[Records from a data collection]
***
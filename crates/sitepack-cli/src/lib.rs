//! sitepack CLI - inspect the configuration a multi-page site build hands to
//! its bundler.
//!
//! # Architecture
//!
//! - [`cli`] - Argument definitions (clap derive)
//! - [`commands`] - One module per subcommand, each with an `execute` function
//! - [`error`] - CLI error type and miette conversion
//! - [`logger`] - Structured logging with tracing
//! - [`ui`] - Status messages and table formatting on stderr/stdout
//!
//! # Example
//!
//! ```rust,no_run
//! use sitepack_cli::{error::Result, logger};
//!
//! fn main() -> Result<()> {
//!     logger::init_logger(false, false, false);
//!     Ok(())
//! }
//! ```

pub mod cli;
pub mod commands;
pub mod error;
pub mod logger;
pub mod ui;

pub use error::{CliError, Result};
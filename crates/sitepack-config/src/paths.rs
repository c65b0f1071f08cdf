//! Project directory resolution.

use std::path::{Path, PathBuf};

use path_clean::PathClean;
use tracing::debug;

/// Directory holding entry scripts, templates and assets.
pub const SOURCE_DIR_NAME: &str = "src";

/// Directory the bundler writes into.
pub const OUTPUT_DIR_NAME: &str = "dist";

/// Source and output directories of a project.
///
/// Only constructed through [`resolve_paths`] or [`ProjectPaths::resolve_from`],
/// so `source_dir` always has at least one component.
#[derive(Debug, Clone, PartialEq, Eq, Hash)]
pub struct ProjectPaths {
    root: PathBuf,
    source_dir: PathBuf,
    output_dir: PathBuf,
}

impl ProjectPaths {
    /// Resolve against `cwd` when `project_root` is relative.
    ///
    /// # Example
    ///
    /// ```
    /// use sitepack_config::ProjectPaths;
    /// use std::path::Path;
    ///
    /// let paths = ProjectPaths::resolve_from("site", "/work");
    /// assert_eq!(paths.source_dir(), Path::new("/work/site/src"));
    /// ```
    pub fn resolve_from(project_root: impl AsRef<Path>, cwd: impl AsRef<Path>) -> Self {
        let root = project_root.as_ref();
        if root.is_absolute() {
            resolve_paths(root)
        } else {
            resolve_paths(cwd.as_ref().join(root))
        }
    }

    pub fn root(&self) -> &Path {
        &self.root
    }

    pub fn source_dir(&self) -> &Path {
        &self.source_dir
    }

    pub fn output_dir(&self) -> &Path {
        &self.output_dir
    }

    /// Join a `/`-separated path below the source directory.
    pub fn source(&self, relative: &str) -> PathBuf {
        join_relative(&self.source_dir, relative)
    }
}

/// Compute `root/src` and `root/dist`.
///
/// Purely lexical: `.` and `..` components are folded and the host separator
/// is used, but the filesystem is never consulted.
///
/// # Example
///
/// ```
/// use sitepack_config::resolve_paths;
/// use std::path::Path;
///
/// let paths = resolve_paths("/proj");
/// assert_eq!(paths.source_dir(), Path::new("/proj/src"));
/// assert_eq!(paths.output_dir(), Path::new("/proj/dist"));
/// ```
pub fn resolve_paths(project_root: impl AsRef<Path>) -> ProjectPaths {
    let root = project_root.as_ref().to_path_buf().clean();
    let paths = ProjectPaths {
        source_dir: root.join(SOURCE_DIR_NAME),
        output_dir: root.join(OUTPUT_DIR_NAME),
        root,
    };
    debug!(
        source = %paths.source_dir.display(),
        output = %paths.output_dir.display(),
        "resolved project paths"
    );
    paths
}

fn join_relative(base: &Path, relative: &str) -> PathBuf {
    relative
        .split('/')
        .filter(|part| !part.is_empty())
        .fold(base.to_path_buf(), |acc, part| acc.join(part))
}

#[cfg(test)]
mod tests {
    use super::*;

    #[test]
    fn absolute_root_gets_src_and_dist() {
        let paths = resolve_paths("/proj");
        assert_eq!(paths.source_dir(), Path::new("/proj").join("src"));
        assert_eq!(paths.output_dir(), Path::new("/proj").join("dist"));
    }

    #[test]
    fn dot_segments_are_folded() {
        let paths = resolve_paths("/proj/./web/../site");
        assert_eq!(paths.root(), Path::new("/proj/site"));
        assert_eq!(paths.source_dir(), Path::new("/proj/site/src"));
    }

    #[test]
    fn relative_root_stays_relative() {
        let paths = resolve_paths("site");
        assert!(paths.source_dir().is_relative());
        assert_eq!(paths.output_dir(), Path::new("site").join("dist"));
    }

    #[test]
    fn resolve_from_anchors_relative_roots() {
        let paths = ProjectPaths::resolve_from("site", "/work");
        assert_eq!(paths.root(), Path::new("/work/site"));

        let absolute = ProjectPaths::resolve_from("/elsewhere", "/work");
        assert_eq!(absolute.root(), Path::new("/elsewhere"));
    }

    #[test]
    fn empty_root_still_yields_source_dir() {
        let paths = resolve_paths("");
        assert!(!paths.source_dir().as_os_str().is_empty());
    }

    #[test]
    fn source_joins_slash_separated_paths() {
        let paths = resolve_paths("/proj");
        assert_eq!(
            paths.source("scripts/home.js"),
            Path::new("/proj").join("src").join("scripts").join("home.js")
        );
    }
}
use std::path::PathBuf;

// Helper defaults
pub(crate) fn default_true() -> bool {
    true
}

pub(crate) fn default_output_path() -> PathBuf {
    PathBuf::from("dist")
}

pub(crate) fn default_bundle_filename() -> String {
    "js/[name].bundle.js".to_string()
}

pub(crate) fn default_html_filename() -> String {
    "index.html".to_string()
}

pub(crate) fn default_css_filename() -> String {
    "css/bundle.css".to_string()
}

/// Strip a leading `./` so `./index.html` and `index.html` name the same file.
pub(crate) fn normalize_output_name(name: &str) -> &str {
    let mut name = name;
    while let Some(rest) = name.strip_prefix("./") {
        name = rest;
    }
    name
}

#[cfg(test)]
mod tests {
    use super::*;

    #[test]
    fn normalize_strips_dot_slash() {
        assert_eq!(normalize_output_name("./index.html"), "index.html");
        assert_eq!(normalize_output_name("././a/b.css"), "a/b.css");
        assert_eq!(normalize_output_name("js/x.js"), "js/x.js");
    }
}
***
## What the task requires:
All the entries above must be repeated exactly as they were given.

## Written solution:
filename crates/sitepack-cli/src/lib.rs
//! sitepack CLI - inspect the configuration a multi-page site build hands to
//! its bundler.
//!
//! # Architecture
//!
//! - [`cli`] - Argument definitions (clap derive)
//! - [`commands`] - One module per subcommand, each with an `execute` function
//! - [`error`] - CLI error type and miette conversion
//! - [`logger`] - Structured logging with tracing
//! - [`ui`] - Status messages and table formatting on stderr/stdout
//!
//! # Example
//!
//! ```rust,no_run
//! use sitepack_cli::{error::Result, logger};
//!
//! fn main() -> Result<()> {
//!     logger::init_logger(false, false, false);
//!     Ok(())
//! }
//! ```

pub mod cli;
pub mod commands;
pub mod error;
pub mod logger;
pub mod ui;

pub use error::{CliError, Result};
filename crates/sitepack-config/src/paths.rs
repository c65b0f1071f08cdf
//! Project directory resolution.

use std::path::{Path, PathBuf};

use path_clean::PathClean;
use tracing::debug;

/// Directory holding entry scripts, templates and assets.
pub const SOURCE_DIR_NAME: &str = "src";

/// Directory the bundler writes into.
pub const OUTPUT_DIR_NAME: &str = "dist";

/// Source and output directories of a project.
///
/// Only constructed through [`resolve_paths`] or [`ProjectPaths::resolve_from`],
/// so `source_dir` always has at least one component.
#[derive(Debug, Clone, PartialEq, Eq, Hash)]
pub struct ProjectPaths {
    root: PathBuf,
    source_dir: PathBuf,
    output_dir: PathBuf,
}

impl ProjectPaths {
    /// Resolve against `cwd` when `project_root` is relative.
    ///
    /// # Example
    ///
    /// ```
    /// use sitepack_config::ProjectPaths;
    /// use std::path::Path;
    ///
    /// let paths = ProjectPaths::resolve_from("site", "/work");
    /// assert_eq!(paths.source_dir(), Path::new("/work/site/src"));
    /// ```
    pub fn resolve_from(project_root: impl AsRef<Path>, cwd: impl AsRef<Path>) -> Self {
        let root = project_root.as_ref();
        if root.is_absolute() {
            resolve_paths(root)
        } else {
            resolve_paths(cwd.as_ref().join(root))
        }
    }

    pub fn root(&self) -> &Path {
        &self.root
    }

    pub fn source_dir(&self) -> &Path {
        &self.source_dir
    }

    pub fn output_dir(&self) -> &Path {
        &self.output_dir
    }

    /// Join a `/`-separated path below the source directory.
    pub fn source(&self, relative: &str) -> PathBuf {
        join_relative(&self.source_dir, relative)
    }
}

/// Compute `root/src` and `root/dist`.
///
/// Purely lexical: `.` and `..` components are folded and the host separator
/// is used, but the filesystem is never consulted.
///
/// # Example
///
/// ```
/// use sitepack_config::resolve_paths;
/// use std::path::Path;
///
/// let paths = resolve_paths("/proj");
/// assert_eq!(paths.source_dir(), Path::new("/proj/src"));
/// assert_eq!(paths.output_dir(), Path::new("/proj/dist"));
/// ```
pub fn resolve_paths(project_root: impl AsRef<Path>) -> ProjectPaths {
    let root = project_root.as_ref().to_path_buf().clean();
    let paths = ProjectPaths {
        source_dir: root.join(SOURCE_DIR_NAME),
        output_dir: root.join(OUTPUT_DIR_NAME),
        root,
    };
    debug!(
        source = %paths.source_dir.display(),
        output = %paths.output_dir.display(),
        "resolved project paths"
    );
    paths
}

fn join_relative(base: &Path, relative: &str) -> PathBuf {
    relative
        .split('/')
        .filter(|part| !part.is_empty())
        .fold(base.to_path_buf(), |acc, part| acc.join(part))
}

#[cfg(test)]
mod tests {
    use super::*;

    #[test]
    fn absolute_root_gets_src_and_dist() {
        let paths = resolve_paths("/proj");
        assert_eq!(paths.source_dir(), Path::new("/proj").join("src"));
        assert_eq!(paths.output_dir(), Path::new("/proj").join("dist"));
    }

    #[test]
    fn dot_segments_are_folded() {
        let paths = resolve_paths("/proj/./web/../site");
        assert_eq!(paths.root(), Path::new("/proj/site"));
        assert_eq!(paths.source_dir(), Path::new("/proj/site/src"));
    }

    #[test]
    fn relative_root_stays_relative() {
        let paths = resolve_paths("site");
        assert!(paths.source_dir().is_relative());
        assert_eq!(paths.output_dir(), Path::new("site").join("dist"));
    }

    #[test]
    fn resolve_from_anchors_relative_roots() {
        let paths = ProjectPaths::resolve_from("site", "/work");
        assert_eq!(paths.root(), Path::new("/work/site"));

        let absolute = ProjectPaths::resolve_from("/elsewhere", "/work");
        assert_eq!(absolute.root(), Path::new("/elsewhere"));
    }

    #[test]
    fn empty_root_still_yields_source_dir() {
        let paths = resolve_paths("");
        assert!(!paths.source_dir().as_os_str().is_empty());
    }

    #[test]
    fn source_joins_slash_separated_paths() {
        let paths = resolve_paths("/proj");
        assert_eq!(
            paths.source("scripts/home.js"),
            Path::new("/proj").join("src").join("scripts").join("home.js")
        );
    }
}
use std::path::PathBuf;

// Helper defaults
pub(crate) fn default_true() -> bool {
    true
}

pub(crate) fn default_output_path() -> PathBuf {
    PathBuf::from("dist")
}

pub(crate) fn default_bundle_filename() -> String {
    "js/[name].bundle.js".to_string()
}

pub(crate) fn default_html_filename() -> String {
    "index.html".to_string()
}

pub(crate) fn default_css_filename() -> String {
    "css/bundle.css".to_string()
}

/// Strip a leading `./` so `./index.html` and `index.html` name the same file.
pub(crate) fn normalize_output_name(name: &str) -> &str {
    let mut name = name;
    while let Some(rest) = name.strip_prefix("./") {
        name = rest;
    }
    name
}

#[cfg(test)]
mod tests {
    use super::*;

    #[test]
    fn normalize_strips_dot_slash() {
        assert_eq!(normalize_output_name("./index.html"), "index.html");
        assert_eq!(normalize_output_name("././a/b.css"), "a/b.css");
        assert_eq!(normalize_output_name("js/x.js"), "js/x.js");
    }
}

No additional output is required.